Data:
//! Boiler controller.
//!
//! Owns the only "a brew is really in progress" latch.  A brew starts when
//! the button is pressed with an empty pot on the plate and water in the
//! boiler, and ends when the float switch reports the boiler dry.
//!
//! Both checks run every tick, start first: a brew that starts and completes
//! on the same tick still raises [`Signal::BrewComplete`].

use log::debug;

use super::context::{
    ActuatorCommands, BoilerState, BoilerStatus, SensorSnapshot, WarmerPlateStatus,
};
use crate::events::{EventBus, Signal};

#[derive(Debug, Clone, Default)]
pub struct Boiler {
    brewing: bool,
}

impl Boiler {
    pub fn new() -> Self {
        Self { brewing: false }
    }

    /// True between a successful brew start and boil-dry.
    pub fn is_brewing(&self) -> bool {
        self.brewing
    }

    pub fn update(&mut self, snap: &SensorSnapshot, bus: &mut EventBus, out: &mut ActuatorCommands) {
        if !self.brewing && Self::ready_to_brew(snap) {
            out.boiler = Some(BoilerState::On);
            self.brewing = true;
            bus.push(Signal::BrewStarted);
            debug!("boiler: brew started");
        }

        if snap.boiler_empty() {
            out.boiler = Some(BoilerState::Off);
            if self.brewing {
                bus.push(Signal::BrewComplete);
                debug!("boiler: boiled dry, brew complete");
            }
            self.brewing = false;
        }
    }

    /// All three preconditions in the same tick.  A press that misses them is
    /// dropped: the hardware latch is already consumed.
    fn ready_to_brew(snap: &SensorSnapshot) -> bool {
        snap.button_pushed()
            && snap.warmer_plate == WarmerPlateStatus::PotEmpty
            && snap.boiler == BoilerStatus::NotEmpty
    }
}
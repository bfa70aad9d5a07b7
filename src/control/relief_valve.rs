//! Relief-valve controller.
//!
//! While a brew is in progress, lifting the pot off the plate opens the
//! pressure-relief valve so the boiler vents steam instead of spraying hot
//! water onto an unattended filter.  Putting the pot back closes it again.
//!
//! The `brewing` latch here is independent of the boiler's.  Under
//! [`ReliefValveTrigger::ButtonPress`] it arms on any press, including one
//! the boiler rejected (pot not empty, boiler dry), so the valve can open for
//! a brew that never started.  [`ReliefValveTrigger::BrewStarted`] arms it
//! only from [`Signal::BrewStarted`].

use log::debug;

use super::context::{ActuatorCommands, ReliefValveState, SensorSnapshot};
use crate::config::ReliefValveTrigger;
use crate::events::{EventBus, Signal};

#[derive(Debug, Clone, Default)]
pub struct ReliefValve {
    trigger: ReliefValveTrigger,
    brewing: bool,
}

impl ReliefValve {
    pub fn new(trigger: ReliefValveTrigger) -> Self {
        Self {
            trigger,
            brewing: false,
        }
    }

    /// True while the valve is armed for a brew.
    pub fn is_brewing(&self) -> bool {
        self.brewing
    }

    pub fn update(&mut self, snap: &SensorSnapshot, bus: &EventBus, out: &mut ActuatorCommands) {
        if !self.brewing && self.armed_by(snap, bus) {
            self.brewing = true;
            debug!("relief valve: armed ({:?})", self.trigger);
        }

        if self.brewing {
            out.relief_valve = Some(if snap.pot_removed() {
                ReliefValveState::Open
            } else {
                ReliefValveState::Closed
            });
        }

        if snap.boiler_empty() && self.brewing {
            self.brewing = false;
            debug!("relief valve: disarmed");
        }
    }

    fn armed_by(&self, snap: &SensorSnapshot, bus: &EventBus) -> bool {
        match self.trigger {
            ReliefValveTrigger::ButtonPress => snap.button_pushed(),
            ReliefValveTrigger::BrewStarted => bus.iter().any(|s| match s {
                Signal::BrewStarted => true,
                Signal::BrewComplete => false,
            }),
        }
    }
}
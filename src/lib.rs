//! Drip coffee maker control core.
//!
//! A fixed-rate polling loop: each [`CoffeeMaker::tick`] reads the sensors
//! once, runs the boiler, warmer-plate, indicator-light and relief-valve
//! controllers in a fixed order, and writes the resulting actuator commands.
//! Controllers coordinate within a tick only through the single-tick
//! [`EventBus`](events::EventBus).
//!
//! The caller owns the hardware (through [`app::ports`]) and the cadence;
//! the core has no notion of wall-clock time.

#![deny(unused_must_use)]

pub mod adapters;
pub mod app;
pub mod config;
pub mod control;
pub mod error;
pub mod events;

pub use app::service::{CoffeeMaker, MachineStatus};
pub use config::CoffeeMakerConfig;
pub use error::{Error, Result};
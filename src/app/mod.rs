//! Application core — the coordinator and its boundary, zero I/O.
//!
//! [`service::CoffeeMaker`] ties the controllers in [`crate::control`]
//! together.  All interaction with hardware happens through **port traits**
//! defined in [`ports`], keeping this layer fully testable without real
//! peripherals.

pub mod events;
pub mod ports;
pub mod service;
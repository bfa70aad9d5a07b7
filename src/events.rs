//! Single-tick signal bus.
//!
//! Controllers raise [`Signal`]s to influence controllers that run later in
//! the same tick.  The coordinator owns the bus and clears it once every
//! controller has run, so a signal is never seen on a later tick than the one
//! that raised it.
//!
//! ```text
//! ┌────────┐ push ┌──────────┐ contains / iter ┌────────────────────────┐
//! │ Boiler │─────▶│ EventBus │────────────────▶│ Indicator, ReliefValve │
//! └────────┘      └──────────┘                 └────────────────────────┘
//!                      ▲ clear() after the last controller (Coordinator)
//! ```

use heapless::Vec;

/// Signals exchanged between controllers within one tick.
#[derive(Debug, Clone, Copy, PartialEq, Eq, Hash)]
pub enum Signal {
    /// The boiler started heating for a brew.
    BrewStarted,
    /// The boiler boiled dry while a brew was in progress.
    BrewComplete,
}

impl Signal {
    /// Number of distinct signals, and so the bus capacity.
    pub const COUNT: usize = 2;
}

/// Broadcast slot holding the signals raised during the current tick.
///
/// Each signal is held at most once; pushing one already present is a no-op.
/// Signals are kept in the order they were raised.
#[derive(Debug, Default)]
pub struct EventBus {
    signals: Vec<Signal, { Signal::COUNT }>,
}

impl EventBus {
    pub fn new() -> Self {
        Self { signals: Vec::new() }
    }

    /// Raise `signal` for the remainder of this tick.
    pub fn push(&mut self, signal: Signal) {
        if self.contains(signal) {
            return;
        }
        // Capacity equals the number of variants, so a new one always fits.
        let pushed = self.signals.push(signal);
        debug_assert!(pushed.is_ok(), "event bus overflow");
    }

    /// Whether `signal` was raised this tick.
    pub fn contains(&self, signal: Signal) -> bool {
        self.signals.contains(&signal)
    }

    /// Signals raised this tick, oldest first.
    pub fn iter(&self) -> impl Iterator<Item = Signal> + '_ {
        self.signals.iter().copied()
    }

    pub fn is_empty(&self) -> bool {
        self.signals.is_empty()
    }

    pub fn len(&self) -> usize {
        self.signals.len()
    }

    /// Drop every signal.  Called once per tick by the coordinator.
    pub fn clear(&mut self) {
        self.signals.clear();
    }
}
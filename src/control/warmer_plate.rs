//! Warmer-plate controller.
//!
//! Keeps the coffee warm: the plate heater follows the pot sensor with no
//! memory of previous ticks.

use super::context::{ActuatorCommands, SensorSnapshot, WarmerPlateStatus, WarmerState};

#[derive(Debug, Default)]
pub struct WarmerPlate;

impl WarmerPlate {
    pub fn new() -> Self {
        Self
    }

    /// Issue exactly one warmer command: On iff there is coffee in the pot.
    pub fn update(&mut self, snap: &SensorSnapshot, out: &mut ActuatorCommands) {
        out.warmer = Some(match snap.warmer_plate {
            WarmerPlateStatus::PotNotEmpty => WarmerState::On,
            WarmerPlateStatus::PotEmpty | WarmerPlateStatus::WarmerEmpty => WarmerState::Off,
        });
    }
}
//! Controllers — one per actuator concern, pure logic, zero I/O.
//!
//! Each controller reads the tick's [`SensorSnapshot`](context::SensorSnapshot),
//! may read or raise signals on the [`EventBus`](crate::events::EventBus), and
//! writes its decisions into [`ActuatorCommands`](context::ActuatorCommands).
//! Latched state is private to the controller that owns it.
//!
//! | Controller       | Latch       | Reads bus       | Raises                       |
//! |------------------|-------------|-----------------|------------------------------|
//! | `Boiler`         | `brewing`   | no              | `BrewStarted`, `BrewComplete`|
//! | `WarmerPlate`    | none        | no              | none                         |
//! | `IndicatorLight` | `fresh_pot` | `BrewComplete`  | none                         |
//! | `ReliefValve`    | `brewing`   | `BrewStarted`\* | none                         |
//!
//! \* only with `ReliefValveTrigger::BrewStarted`.

pub mod boiler;
pub mod context;
pub mod indicator;
pub mod relief_valve;
pub mod warmer_plate;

Description of the task:
Take the line above containing "pub mod app;", the line containing "pub fn push(&mut", and all lines in between, and copy them exactly without anything else.

Your solution:
pub mod app;
pub mod config;
pub mod control;
pub mod error;
pub mod events;

pub use app::service::{CoffeeMaker, MachineStatus};
pub use config::CoffeeMakerConfig;
pub use error::{Error, Result};
filename src/app/mod.rs
//! Application core — the coordinator and its boundary, zero I/O.
//!
//! [`service::CoffeeMaker`] ties the controllers in [`crate::control`]
//! together.  All interaction with hardware happens through **port traits**
//! defined in [`ports`], keeping this layer fully testable without real
//! peripherals.

pub mod events;
pub mod ports;
pub mod service;
repository bfa70aad9d5a07b7
filename src/events.rs
//! Single-tick signal bus.
//!
//! Controllers raise [`Signal`]s to influence controllers that run later in
//! the same tick.  The coordinator owns the bus and clears it once every
//! controller has run, so a signal is never seen on a later tick than the one
//! that raised it.
//!
//! ```text
//! ┌────────┐ push ┌──────────┐ contains / iter ┌────────────────────────┐
//! │ Boiler │─────▶│ EventBus │────────────────▶│ Indicator, ReliefValve │
//! └────────┘      └──────────┘                 └────────────────────────┘
//!                      ▲ clear() after the last controller (Coordinator)
//! ```

use heapless::Vec;

/// Signals exchanged between controllers within one tick.
#[derive(Debug, Clone, Copy, PartialEq, Eq, Hash)]
pub enum Signal {
    /// The boiler started heating for a brew.
    BrewStarted,
    /// The boiler boiled dry while a brew was in progress.
    BrewComplete,
}

impl Signal {
    /// Number of distinct signals, and so the bus capacity.
    pub const COUNT: usize = 2;
}

/// Broadcast slot holding the signals raised during the current tick.
///
/// Each signal is held at most once; pushing one already present is a no-op.
/// Signals are kept in the order they were raised.
#[derive(Debug, Default)]
pub struct EventBus {
    signals: Vec<Signal, { Signal::COUNT }>,
}

impl EventBus {
    pub fn new() -> Self {
        Self { signals: Vec::new() }
    }

    /// Raise `signal` for the remainder of this tick.
    pub fn push(&mut self, signal: Signal) {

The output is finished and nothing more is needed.